Response of Moose Hunters to Predation following Wolf Return in Sweden

Background

Predation and hunter harvest constitute the main mortality factors affecting the size and dynamics of many exploited populations. The re-colonization by wolves (Canis lupus) of the Scandinavian Peninsula may therefore substantially reduce hunter harvest of moose (Alces alces), the main prey of wolves.

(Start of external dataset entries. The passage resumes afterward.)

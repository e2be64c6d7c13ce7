//! Info API response types.
//!
//! The info API is a read-only collaborator: it reports Core-side positions,
//! spot balances and mid prices as JSON with decimal strings. Raw types
//! mirror the wire format; `validate_*` functions turn them into typed
//! values and report malformed entries one by one.

use crate::error::InfoError;
use rust_decimal::Decimal;
use serde::{Deserialize, Serialize};
use std::collections::HashMap;
use std::str::FromStr;

/// Margin summary from clearinghouseState.
#[derive(Debug, Clone, Deserialize, Serialize)]
pub struct MarginSummary {
    /// Account value in USD.
    #[serde(rename = "accountValue")]
    pub account_value: String,
    /// Total notional position value.
    #[serde(rename = "totalNtlPos")]
    pub total_notional_position: String,
    #[serde(rename = "totalRawUsd")]
    pub total_raw_usd: String,
    #[serde(rename = "totalMarginUsed")]
    pub total_margin_used: String,
}

impl MarginSummary {
    pub fn account_value_decimal(&self) -> Result<Decimal, rust_decimal::Error> {
        self.account_value.parse()
    }
}

/// clearinghouseState response.
///
/// Endpoint: POST /info with `{"type": "clearinghouseState", "user": "<address>"}`
#[derive(Debug, Clone, Deserialize, Serialize)]
pub struct ClearinghouseStateResponse {
    #[serde(rename = "marginSummary")]
    pub margin_summary: Option<MarginSummary>,
    #[serde(rename = "crossMarginSummary")]
    pub cross_margin_summary: Option<MarginSummary>,
    /// Withdrawable balance.
    pub withdrawable: Option<String>,
    /// Open positions.
    #[serde(rename = "assetPositions", default)]
    pub asset_positions: Vec<AssetPositionEntry>,
    /// Timestamp in milliseconds.
    pub time: Option<u64>,
}

/// Asset position entry from clearinghouseState.
#[derive(Debug, Clone, Deserialize, Serialize)]
pub struct AssetPositionEntry {
    pub position: AssetPositionData,
    /// Position type ("oneWay").
    #[serde(rename = "type")]
    pub position_type: Option<String>,
}

/// Position data within AssetPositionEntry.
#[derive(Debug, Clone, Deserialize, Serialize)]
pub struct AssetPositionData {
    /// Coin identifier (e.g., "BTC").
    pub coin: String,
    /// Position size (signed: positive = long, negative = short).
    pub szi: String,
    #[serde(rename = "entryPx")]
    pub entry_px: Option<String>,
    #[serde(rename = "positionValue")]
    pub position_value: Option<String>,
    #[serde(rename = "unrealizedPnl")]
    pub unrealized_pnl: Option<String>,
    #[serde(rename = "liquidationPx")]
    pub liquidation_px: Option<String>,
    pub leverage: Option<LeverageInfo>,
}

/// Leverage information.
#[derive(Debug, Clone, Deserialize, Serialize)]
pub struct LeverageInfo {
    /// "cross" or "isolated".
    #[serde(rename = "type")]
    pub leverage_type: Option<String>,
    pub value: Option<u32>,
}

/// spotClearinghouseState response.
#[derive(Debug, Clone, Deserialize, Serialize)]
pub struct SpotClearinghouseStateResponse {
    #[serde(default)]
    pub balances: Vec<RawSpotBalance>,
}

/// One spot balance entry.
#[derive(Debug, Clone, Deserialize, Serialize)]
pub struct RawSpotBalance {
    pub coin: String,
    /// Core token id.
    pub token: u64,
    pub total: String,
    #[serde(default)]
    pub hold: Option<String>,
    #[serde(rename = "entryNtl")]
    pub entry_ntl: Option<String>,
}

/// allMids response: coin to mid price string.
pub type RawAllMids = HashMap<String, String>;

/// Open perp position with parsed numbers.
#[derive(Debug, Clone, PartialEq, Eq)]
pub struct ValidatedPosition {
    pub coin: String,
    /// Signed size: positive = long.
    pub size: Decimal,
    pub entry_price: Option<Decimal>,
    pub leverage: Option<u32>,
}

impl ValidatedPosition {
    pub fn is_long(&self) -> bool {
        self.size > Decimal::ZERO
    }
}

/// Spot balance with parsed numbers.
#[derive(Debug, Clone, PartialEq, Eq)]
pub struct SpotBalanceView {
    pub coin: String,
    pub token_id: u64,
    pub total: Decimal,
    pub hold: Decimal,
}

impl SpotBalanceView {
    /// Total minus amount held by resting orders.
    pub fn available(&self) -> Decimal {
        self.total - self.hold
    }
}

fn parse_field(coin: &str, field: &'static str, value: &str) -> Result<Decimal, InfoError> {
    Decimal::from_str(value.trim()).map_err(|_| InfoError::BadDecimal {
        coin: coin.to_string(),
        field,
        value: value.to_string(),
    })
}

fn parse_position(data: &AssetPositionData) -> Result<ValidatedPosition, InfoError> {
    let size = parse_field(&data.coin, "szi", &data.szi)?;
    let entry_price = data
        .entry_px
        .as_deref()
        .map(|px| parse_field(&data.coin, "entryPx", px))
        .transpose()?;

    Ok(ValidatedPosition {
        coin: data.coin.clone(),
        size,
        entry_price,
        leverage: data.leverage.as_ref().and_then(|l| l.value),
    })
}

/// Parse every open position. Zero-size entries are dropped.
pub fn validate_positions(
    state: &ClearinghouseStateResponse,
) -> (Vec<ValidatedPosition>, Vec<InfoError>) {
    let mut positions = Vec::new();
    let mut errors = Vec::new();

    for entry in &state.asset_positions {
        match parse_position(&entry.position) {
            Ok(position) if position.size.is_zero() => {}
            Ok(position) => positions.push(position),
            Err(e) => errors.push(e),
        }
    }

    (positions, errors)
}

/// Parse spot balances.
pub fn validate_spot_balances(
    state: &SpotClearinghouseStateResponse,
) -> (Vec<SpotBalanceView>, Vec<InfoError>) {
    let mut balances = Vec::new();
    let mut errors = Vec::new();

    for raw in &state.balances {
        let parsed = parse_field(&raw.coin, "total", &raw.total).and_then(|total| {
            let hold = match raw.hold.as_deref() {
                Some(hold) => parse_field(&raw.coin, "hold", hold)?,
                None => Decimal::ZERO,
            };
            Ok(SpotBalanceView {
                coin: raw.coin.clone(),
                token_id: raw.token,
                total,
                hold,
            })
        });
        match parsed {
            Ok(balance) => balances.push(balance),
            Err(e) => errors.push(e),
        }
    }

    (balances, errors)
}

/// Parse mid prices. Non-positive mids are reported as malformed.
pub fn parse_mids(raw: &RawAllMids) -> (HashMap<String, Decimal>, Vec<InfoError>) {
    let mut mids = HashMap::with_capacity(raw.len());
    let mut errors = Vec::new();

    for (coin, value) in raw {
        match parse_field(coin, "mid", value) {
            Ok(mid) if mid > Decimal::ZERO => {
                mids.insert(coin.clone(), mid);
            }
            Ok(_) => errors.push(InfoError::BadDecimal {
                coin: coin.clone(),
                field: "mid",
                value: value.clone(),
            }),
            Err(e) => errors.push(e),
        }
    }

    (mids, errors)
}

#[cfg(test)]
mod tests {
    use super::*;
    use rust_decimal_macros::dec;

    const CLEARINGHOUSE: &str = r#"{
        "marginSummary": {
            "accountValue": "10000.50",
            "totalNtlPos": "5000.0",
            "totalRawUsd": "12000.0",
            "totalMarginUsed": "1000.0"
        },
        "withdrawable": "9000.5",
        "assetPositions": [
            {"type": "oneWay", "position": {"coin": "BTC", "szi": "0.05", "entryPx": "65000.0",
              "leverage": {"type": "cross", "value": 5}}},
            {"type": "oneWay", "position": {"coin": "ETH", "szi": "-1.2", "entryPx": null}},
            {"type": "oneWay", "position": {"coin": "SOL", "szi": "abc"}},
            {"type": "oneWay", "position": {"coin": "APT", "szi": "0.0"}}
        ],
        "time": 1700000000000
    }"#;

    #[test]
    fn test_validate_positions() {
        let state: ClearinghouseStateResponse = serde_json::from_str(CLEARINGHOUSE).unwrap();
        let (positions, errors) = validate_positions(&state);

        assert_eq!(positions.len(), 2);
        assert_eq!(positions[0].coin, "BTC");
        assert_eq!(positions[0].size, dec!(0.05));
        assert_eq!(positions[0].entry_price, Some(dec!(65000.0)));
        assert_eq!(positions[0].leverage, Some(5));
        assert!(positions[0].is_long());
        assert!(!positions[1].is_long());
        assert_eq!(positions[1].entry_price, None);

        assert_eq!(
            errors,
            vec![InfoError::BadDecimal {
                coin: "SOL".to_string(),
                field: "szi",
                value: "abc".to_string(),
            }]
        );
    }

    #[test]
    fn test_margin_summary_parsing() {
        let state: ClearinghouseStateResponse = serde_json::from_str(CLEARINGHOUSE).unwrap();
        let summary = state.margin_summary.unwrap();
        assert_eq!(summary.account_value_decimal().unwrap(), dec!(10000.50));
    }

    #[test]
    fn test_empty_clearinghouse_state() {
        let state: ClearinghouseStateResponse = serde_json::from_str("{}").unwrap();
        let (positions, errors) = validate_positions(&state);
        assert!(positions.is_empty());
        assert!(errors.is_empty());
    }

    #[test]
    fn test_validate_spot_balances() {
        let json = r#"{"balances": [
            {"coin": "USDC", "token": 0, "total": "125.5", "hold": "25.5", "entryNtl": "0.0"},
            {"coin": "HYPE", "token": 135, "total": "2.0"},
            {"coin": "BAD", "token": 9, "total": "1", "hold": "x"}
        ]}"#;
        let state: SpotClearinghouseStateResponse = serde_json::from_str(json).unwrap();
        let (balances, errors) = validate_spot_balances(&state);

        assert_eq!(balances.len(), 2);
        assert_eq!(balances[0].available(), dec!(100.0));
        assert_eq!(balances[1].hold, Decimal::ZERO);
        assert_eq!(balances[1].token_id, 135);
        assert_eq!(errors.len(), 1);
    }

    #[test]
    fn test_parse_mids() {
        let raw: RawAllMids = serde_json::from_str(
            r#"{"BTC": "65000.5", "ETH": "3200", "ZERO": "0", "NAN": "not-a-number"}"#,
        )
        .unwrap();
        let (mids, errors) = parse_mids(&raw);

        assert_eq!(mids.get("BTC"), Some(&dec!(65000.5)));
        assert_eq!(mids.get("ETH"), Some(&dec!(3200)));
        assert_eq!(mids.len(), 2);
        assert_eq!(errors.len(), 2);
    }
}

Methodology/Principal findings

We examined possible effects of wolf presence on hunter harvest in areas where we had data before and after wolf establishment (n = 25), and in additional areas that had been continuously exposed to wolf predation during at least ten years (n = 43). There was a general reduction in the total number of moose harvested (n = 31,827) during the ten year study period in all areas irrespective of presence of wolves or not. However, the reduction in hunter harvest was stronger within wolf territories compared to control areas without wolves. The reduction in harvest was larger in small (500-800 km²) compared to large (1,200-1,800 km²) wolf territories. In areas with newly established wolf territories moose management appeared to be adaptive with regard to both managers (hunting quotas) and to hunters (actual harvest). In these areas an instant reduction in moose harvest over-compensated the estimated number of moose killed annually by wolves and the composition of the hunted animals changed towards a lower proportion of adult females.

Conclusions/Significance

We show that the re-colonization of wolves may result in an almost instant functional response by another large predator—humans—that reduced the potential for a direct numerical effect on the density of wolves’ main prey, the moose. Because most of the worlds’ habitat that will be available for future colonization by large predators are likely to be strongly influenced by humans, human behavioural responses may constitute a key trait that govern the impact of large predators on their prey.     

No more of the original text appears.